Networking with Teddy and Otis
The Jonathan Club also offered Grif a place to practice politics. Many members were Republicans in what was known as the “Progressive” wing, fighting as Grif put it in a letter to the editor, “to escape from slavery under the political boss” by ensuring clean elections and nonpartisan fire and police chiefs.[6]

Grif’s first political foray was co-founding the Citizen’s League in 1893 and he later toyed with the idea of running for mayor — until an exploratory “mass meeting” at the Chamber of Commerce was attended by just 17 people. Grif was so irate on reading the media mockery the next day, a Herald columnist wrote on July 13, 1900, that he “gave one of the best imitations of a raving maniac I ever saw.”

Grif did keep his hand in local politics, serving as a delegate to the 1900 national Republican convention. That’s where he first met Col. Theodore Roosevelt, then a former New York governor seeking even higher office. Los Angeles is sending “the flower of its manhood and citizenry,” the same Herald columnist gushed. “Griffith’s well-known and justly admired graces of mind and body are accompanying him on his pilgrimage to the Republican shrine.”

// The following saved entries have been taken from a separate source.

//! # thermo-monitor
//!
//! Live temperature monitoring: a simulated sensor is sampled on a fixed
//! interval, each channel (day, night) keeps a bounded recent history, and
//! every refresh derives a display-ready view of the latest reading, the
//! history table and a least-squares trend line.
//!
//! ## Pipeline
//!
//! ```text
//! RefreshScheduler ──tick──▶ SampleGenerator ──Reading──▶ ChannelBuffer
//!                                                              │ copy
//!                    DisplayFeed ◀── TrendFitter ◀── SnapshotBuilder
//! ```
//!
//! ## Quick Start
//!
//! ```rust,ignore
//! use thermo_monitor::prelude::*;
//!
//! let config = Config::default();
//! let mut scheduler = RefreshScheduler::from_config(&config)?;
//! scheduler.poll(std::time::Instant::now());
//!
//! let feed = scheduler.feed();
//! println!("{}", feed.latest_text(Channel::Day)?);
//! ```
//!
//! ## Feature Flags
//!
//! - `monitor`: terminal dashboard (ratatui) and the `thermo-monitor` binary

#![cfg_attr(docsrs, feature(doc_cfg))]
#![warn(missing_docs)]
// Allow unwrap() in tests only
#![cfg_attr(test, allow(clippy::unwrap_used))]
#![allow(clippy::cast_precision_loss)]
#![allow(clippy::module_name_repetitions)]
#![allow(clippy::doc_markdown)]

// ============================================================================
// Data Model
// ============================================================================

/// Logical channels and channel selection.
pub mod channel;

/// Immutable readings.
pub mod reading;

// ============================================================================
// Refresh Pipeline
// ============================================================================

/// Bounded per-channel history.
pub mod buffer;

/// Synthetic sampling with injectable randomness and clock.
pub mod generator;

/// Fixed-interval refresh scheduler.
pub mod scheduler;

/// Snapshots and reading tables.
pub mod snapshot;

/// Least-squares trend fitting.
pub mod trend;

/// Pull API for display surfaces.
pub mod feed;

// ============================================================================
// Configuration & Errors
// ============================================================================

/// YAML/env configuration.
pub mod config;

/// Error types for thermo-monitor operations.
pub mod error;

pub use buffer::{ChannelBuffer, ChannelSet};
pub use channel::{Channel, ChannelSelector};
pub use config::Config;
pub use error::{Error, Result};
pub use feed::{DisplayFeed, PanelData};
pub use reading::Reading;
pub use scheduler::{RefreshScheduler, SchedulerState, SharedScheduler};
pub use snapshot::{ReadingTable, Snapshot, SnapshotBuilder};
pub use trend::{TrendFitter, TrendResult};

// ============================================================================
// Display Surfaces
// ============================================================================

/// Terminal dashboard.
#[cfg(feature = "monitor")]
#[cfg_attr(docsrs, doc(cfg(feature = "monitor")))]
pub mod monitor;

// ============================================================================
// Prelude
// ============================================================================

/// Commonly used types for convenient imports.
///
/// ```rust,ignore
/// use thermo_monitor::prelude::*;
/// ```
pub mod prelude {
    pub use crate::buffer::ChannelBuffer;
    pub use crate::channel::{Channel, ChannelSelector};
    pub use crate::config::{ChannelProfile, Config};
    pub use crate::error::{Error, Result};
    pub use crate::feed::{DisplayFeed, PanelData};
    pub use crate::generator::{Clock, ManualClock, SampleGenerator, SampleSource, SystemClock};
    pub use crate::reading::Reading;
    pub use crate::scheduler::{RefreshScheduler, SchedulerState, SharedScheduler};
    pub use crate::snapshot::{ReadingTable, Snapshot, SnapshotBuilder};
    pub use crate::trend::{Trend, TrendFitter, TrendResult};
}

In May 1901, when President McKinley, a Republican, visited Los Angeles, Grif was among those invited to the reception at the mansion of Times owner Harrison Gray Otis. Just four months later, McKinley was assassinated, and Grif was appointed to chair the local services commemorating his life. More significantly, McKinley’s demise led to the rise of the vice president, who happened to be Roosevelt. Now, Grif’s political star was shining even brighter. He “is in much demand these days,” declared the  Capital, “for the word has been passed along the highways and biways that Col. Griffith is to be exquisitely close to the throne” given the “attachment” formed between him and Roosevelt at the convention.[7]

Grif’s ascendancy also caught the attention of the Times, which prior to the park donation had paid him little attention. On January 1, 1898, it featured him in a “Men of Achievement” special section, complete with a large, flattering pen portrait. Among the builders of Los Angeles, the profile went, “none is more entitled to recognition than Griffith J. Griffith. No need to ask ‘Who is G. J. Griffith?’ The individuality of the man has impressed itself so deeply and favorably on this community that his name is even a ‘household word’.”

Grif was among those profiled by the Times as “Men of Achievement” on January 1, 1898.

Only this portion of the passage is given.